自衛隊イラク派遣反対のビラを配るために自衛隊宿舎に立ち入ったとして、住
居侵入罪に問われた市民団体のメンバー三人の上告審判決が、4月11日にあり、
最高裁は三被告の上告を棄却した。全員罰金刑とした二審の逆転有罪判決が確定
する。
最高裁はビラの内容と関係なく、ビラを配るという表現の「手段」の是非に
ついて検討。「表現の自由の行使でも、官舎の共有地に管理権者の意思に反して
立ち入ることは、管理権を侵害し、私的生活の平穏を害する」と指摘した。
さらに官舎の敷地がフェンスで囲われ、出入り口などにビラ配りを禁じた掲示
があったことを重視。住民から被害届が出されており「被害が軽微とはいえな
い」と述べた。
判決はビラの内容ではなく、配布の妥当性のみを検討したことを強調してい
る。しかし、住民が出した被害届も、官舎管理担当の自衛官が「警察が代筆した
ものに押印しただけ」と証言している。また、検察は起訴後に「自衛隊関係者の
住民に精神的脅威を与えた」とビラの内容を問題視した起訴と明言。
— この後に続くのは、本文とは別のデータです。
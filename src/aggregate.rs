//! Aggregation of one reporting period into grouped views.
//!
//! Builds three derived views from the flat rows:
//!
//! - [`AggregatedView::active`]: geography → display name → [`Sighting`]
//! - [`AggregatedView::vacant`]: geography → display name → [`Vacancy`]
//! - [`SpeciesSummary`]: species label → location → status, plus a
//!   per-species notable marker
//!
//! Maps are `BTreeMap`s so every downstream iteration is already in
//! report order.

use std::collections::BTreeMap;

use crate::error::ReportError;
use crate::models::{Confirmation, GeoKey, LocationRow, ReportingPeriod, Sighting, SightingRow, Vacancy};
use crate::project::{project, project_vacancy};
use crate::store::{AltNameLookup, SightingStore};

#[derive(Debug, Clone, Default, PartialEq, Eq)]
pub struct AggregatedView {
    pub active: BTreeMap<GeoKey, BTreeMap<String, Sighting>>,
    pub vacant: BTreeMap<GeoKey, BTreeMap<String, Vacancy>>,
}

impl AggregatedView {
    pub fn active_count(&self) -> usize {
        self.active.values().map(BTreeMap::len).sum()
    }

    pub fn vacant_count(&self) -> usize {
        self.vacant.values().map(BTreeMap::len).sum()
    }
}

#[derive(Debug, Clone, Copy, PartialEq, Eq)]
pub struct SummaryStatus {
    pub confirmation: Confirmation,
    pub restricted: bool,
}

/// Every location one species was seen at this period.
#[derive(Debug, Clone, Default, PartialEq, Eq)]
pub struct SpeciesEntry {
    pub locations: BTreeMap<String, SummaryStatus>,
    pub notable: bool,
}

#[derive(Debug, Clone, Default, PartialEq, Eq)]
pub struct SpeciesSummary {
    pub species: BTreeMap<String, SpeciesEntry>,
}

impl SpeciesSummary {
    pub fn record(&mut self, sighting: &Sighting) {
        let entry = self.species.entry(sighting.label.clone()).or_default();
        entry.locations.insert(
            sighting.display_name().to_string(),
            SummaryStatus {
                confirmation: sighting.confirmation,
                restricted: sighting.restricted,
            },
        );
        if sighting.is_notable() {
            entry.notable = true;
        }
    }

    pub fn get(&self, label: &str) -> Option<&SpeciesEntry> {
        self.species.get(label)
    }

    pub fn iter(&self) -> impl Iterator<Item = (&String, &SpeciesEntry)> {
        self.species.iter()
    }
}

#[derive(Debug, Clone, Default)]
pub struct Aggregation {
    pub view: AggregatedView,
    pub summary: SpeciesSummary,
    /// Rows dropped as malformed.
    pub skipped: usize,
}

/// Query the store for one period and aggregate it.
pub async fn aggregate(
    store: &dyn SightingStore,
    period: &ReportingPeriod,
    notable_label: &str,
) -> Result<Aggregation, ReportError> {
    let rows = store
        .active_rows(period.num)
        .await
        .map_err(ReportError::lookup)?;
    let vacancies = store
        .vacant_locations(period.num)
        .await
        .map_err(ReportError::lookup)?;
    let alternates = store
        .alternate_names()
        .await
        .map_err(ReportError::lookup)?;

    tracing::debug!(
        period = %period.date,
        active_rows = rows.len(),
        vacant_rows = vacancies.len(),
        alternate_names = alternates.len(),
        "loaded period rows"
    );

    let lookup = (!alternates.is_empty()).then_some(&alternates as &dyn AltNameLookup);
    Ok(build(&rows, &vacancies, lookup, notable_label))
}

/// Aggregate already-fetched rows. Later rows for the same geography and
/// display name replace earlier ones.
pub fn build(
    rows: &[SightingRow],
    vacancies: &[LocationRow],
    alternates: Option<&dyn AltNameLookup>,
    notable_label: &str,
) -> Aggregation {
    let mut agg = Aggregation::default();

    for row in rows {
        match project(row, alternates, notable_label) {
            Ok(sighting) => {
                agg.summary.record(&sighting);
                agg.view
                    .active
                    .entry(sighting.geo())
                    .or_default()
                    .insert(sighting.display_name().to_string(), sighting);
            }
            Err(e) => skip(&mut agg, e),
        }
    }

    for row in vacancies {
        match project_vacancy(row) {
            Ok(vacancy) => {
                agg.view
                    .vacant
                    .entry(vacancy.geo.clone())
                    .or_default()
                    .insert(vacancy.name.clone(), vacancy);
            }
            Err(e) => skip(&mut agg, e),
        }
    }

    agg
}

fn skip(agg: &mut Aggregation, err: ReportError) {
    tracing::warn!("skipping row: {}", err);
    agg.skipped += 1;
}

#[cfg(test)]
mod tests {
    use super::*;
    use crate::models::Tag;
    use crate::store::memory::InMemoryStore;
    use chrono::NaiveDate;

    fn sighting_row(id: i64, name: &str, species: &str, sub: Option<&str>, area: Option<&str>) -> SightingRow {
        SightingRow {
            location_id: id,
            species: Some(species.to_string()),
            confirmation: Some(1),
            official_name: Some(name.to_string()),
            sub_area: sub.map(str::to_string),
            area: area.map(str::to_string),
            ..Default::default()
        }
    }

    fn location_row(id: i64, name: &str, sub: Option<&str>) -> LocationRow {
        LocationRow {
            location_id: id,
            official_name: Some(name.to_string()),
            sub_area: sub.map(str::to_string),
            ..Default::default()
        }
    }

    #[test]
    fn test_grouping_uses_three_tier_key() {
        let rows = vec![
            sighting_row(1, "Elm Park", "Pikachu", Some("Elmwood"), Some("North")),
            sighting_row(2, "Pine Park", "Eevee", Some("Pinecrest"), None),
            sighting_row(3, "Lost Park", "Ditto", None, Some("North")),
        ];
        let agg = build(&rows, &[], None, "Legendary");
        let keys: Vec<&GeoKey> = agg.view.active.keys().collect();
        assert_eq!(
            keys,
            vec![
                &GeoKey::Known("North".to_string()),
                &GeoKey::KnownSubAreaOnly("Pinecrest".to_string()),
                &GeoKey::Unknown,
            ]
        );
    }

    #[test]
    fn test_duplicate_geography_and_name_last_write_wins() {
        let rows = vec![
            sighting_row(1, "Elm Park", "Pikachu", Some("Elmwood"), Some("North")),
            sighting_row(1, "Elm Park", "Eevee", Some("Elmwood"), Some("North")),
        ];
        let agg = build(&rows, &[], None, "Legendary");
        let north = &agg.view.active[&GeoKey::Known("North".to_string())];
        assert_eq!(north.len(), 1);
        assert_eq!(north["Elm Park"].label, "Eevee");
    }

    #[test]
    fn test_grouping_stable_under_permutation() {
        let rows = vec![
            sighting_row(1, "Elm Park", "Pikachu", Some("Elmwood"), Some("North")),
            sighting_row(2, "Pine Park", "Eevee", Some("Pinecrest"), None),
            sighting_row(3, "Oak Park", "Pikachu", Some("Oakdale"), Some("North")),
            sighting_row(4, "Lost Park", "Ditto", None, None),
        ];
        let vacancies = vec![
            location_row(5, "Birch Field", Some("Elmwood")),
            location_row(6, "Cedar Lot", None),
        ];
        let forward = build(&rows, &vacancies, None, "Legendary");

        let mut rev_rows = rows.clone();
        rev_rows.reverse();
        let mut rev_vac = vacancies.clone();
        rev_vac.reverse();
        let backward = build(&rev_rows, &rev_vac, None, "Legendary");

        assert_eq!(forward.view, backward.view);
        assert_eq!(forward.summary, backward.summary);
    }

    #[test]
    fn test_summary_spans_locations_and_marks_notable() {
        let mut legendary = sighting_row(2, "Oak Park", "Mewtwo", Some("Oakdale"), Some("North"));
        legendary.category_type = Some("Legendary".to_string());
        legendary.confirmation = None;
        let rows = vec![
            sighting_row(1, "Elm Park", "Mewtwo", Some("Elmwood"), Some("North")),
            legendary,
            sighting_row(3, "Pine Park", "Eevee", Some("Pinecrest"), None),
        ];
        let agg = build(&rows, &[], None, "Legendary");

        let mewtwo = agg.summary.get("Mewtwo").unwrap();
        assert!(mewtwo.notable);
        assert_eq!(mewtwo.locations.len(), 2);
        assert_eq!(
            mewtwo.locations["Oak Park"].confirmation,
            Confirmation::Unconfirmed
        );
        assert!(!agg.summary.get("Eevee").unwrap().notable);
        assert_eq!(
            agg.view.active[&GeoKey::Known("North".to_string())]["Oak Park"].tag,
            Tag::Notable
        );
    }

    #[test]
    fn test_malformed_rows_are_counted() {
        let mut broken = sighting_row(2, "Oak Park", "Eevee", Some("Oakdale"), None);
        broken.species = None;
        let rows = vec![sighting_row(1, "Elm Park", "Pikachu", Some("Elmwood"), None), broken];
        let vacancies = vec![LocationRow {
            location_id: 9,
            ..Default::default()
        }];
        let agg = build(&rows, &vacancies, None, "Legendary");
        assert_eq!(agg.skipped, 2);
        assert_eq!(agg.view.active_count(), 1);
        assert_eq!(agg.view.vacant_count(), 0);
    }

    fn period(num: i64, day: u32) -> ReportingPeriod {
        ReportingPeriod {
            num,
            date: NaiveDate::from_ymd_opt(2019, 3, day).unwrap(),
            special_note: None,
        }
    }

    #[tokio::test]
    async fn test_aggregate_from_store_uses_anti_join_and_alternates() {
        let mut store = InMemoryStore::new();
        store.add_period(period(1, 7));
        store.add_location(location_row(1, "Elm Park", Some("Elmwood")));
        store.add_location(location_row(2, "Oak Park", Some("Elmwood")));
        store.add_sighting(1, sighting_row(1, "Elm Park", "Pikachu", Some("Elmwood"), None));
        store.add_alternate(1, "Elm Green");

        let agg = aggregate(&store, &period(1, 7), "Legendary").await.unwrap();
        let elmwood = GeoKey::KnownSubAreaOnly("Elmwood".to_string());
        assert_eq!(agg.view.active[&elmwood]["Elm Park"].alternates_joined(), "Elm Green");
        assert_eq!(agg.view.vacant[&elmwood].len(), 1);
        assert!(agg.view.vacant[&elmwood].contains_key("Oak Park"));
    }

    #[tokio::test]
    async fn test_aggregate_reports_lookup_failure() {
        let store = InMemoryStore::unreachable();
        let err = aggregate(&store, &period(1, 7), "Legendary").await.unwrap_err();
        assert!(matches!(err, ReportError::LookupFailure(_)));
    }
}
宿舎では商
業宣伝ビラが投函され、放置されていた。
このことからも、今回のビラが政府に批判的だったために狙われたのは明らか
だ。この「立川反戦ビラ配布事件」以来、管理人から断られたり、市民団体が活
動を控えるなど国の狙った「萎縮効果」発揮されている。
ビラ配布は、市民にとって有用な伝達手段であり、受け取った側は不要なら捨
てられる。そんな穏やかな行為を「罪」として逮捕され、七十五日も拘置され
る。会社員ならば、解雇されるだろうし、中小企業ならば、倒産の危険もある。
こうしたほとんど実害のない微罪での逮捕が合憲と判断されれば、国家権力に
よる恣意的な摘発が可能になり、政治弾圧につながることになる。そして、戦争
を始めとして政府にに批判的か、政府に無条件で服従しない思想や言論は一切許
されなくなる。
アムネスティ日本が、2008/4/11-日本:「立川テント村事件」の最高裁判決と
懸念という以下の声明を発表した。
http://www.amnesty.or.jp/modules/news/article.php?storyid=467
それにしても、ビラの戸別配布で検挙されるとは。
新日和見主義事件以前は、アメリカのベトナム侵略、大管法、安保、原水禁、
沖縄返還など色々な課題で、駅頭、街頭、大学の門前、地域などでの、署名、ビ
ラ配りなどは年中行われていた。
駅頭、街頭の場合は、道交法違反の脅かしはあった。しかし、地域での署名活
動やビラ配りは常時行われていて、その為の、検挙などは考慮した覚えはない。
原水禁の署名で地域に入った時などは、「ここは警察の官舎よ。誰も署名しない
わよ」と言われて無駄だと思い退散した事があるが、その時も、通報されて検挙
されることなど考えもしなかった。
新日和見主義事件以後、活動が選挙や党員.機関紙の拡大だけに追われて署名
やビラ配りなどが日常的に行なわれなくなったこと。
言い方を変えれば、署名やビラ配りが当たり前の事と認識されなくなったこ
と。これもこのような判決をもたらした、一因だと言っても言い過ぎではないと
思う。
新日和見主義事件以前のように、署名活動やビラ配りが、地域で当たり前の権
利として定着していたならば、そもそも、このような「事件」起きなかったので
はないだろうか。既に定着していた権利を形骸化させてしまったこと、その責任
は共産党にもあると思うのですが。
私は、今住んでいる場所に引っ越してから十年が経とうとしています。けれど
も、共産党のビラが郵便受けに入っていたのを一度も見たことはありません。こ
ういう言い方をすると、共産党の影響力が無い地域だと思われるかも知れませ
ん。しかし以前に中選挙区の時代には、衆院、参院で議席を獲得したことがある地域
なのです。それにもかかわらずビラが郵便受けに入っていたのを見たことがない
ですし、自宅で署名を求められたことは、一度もないのです。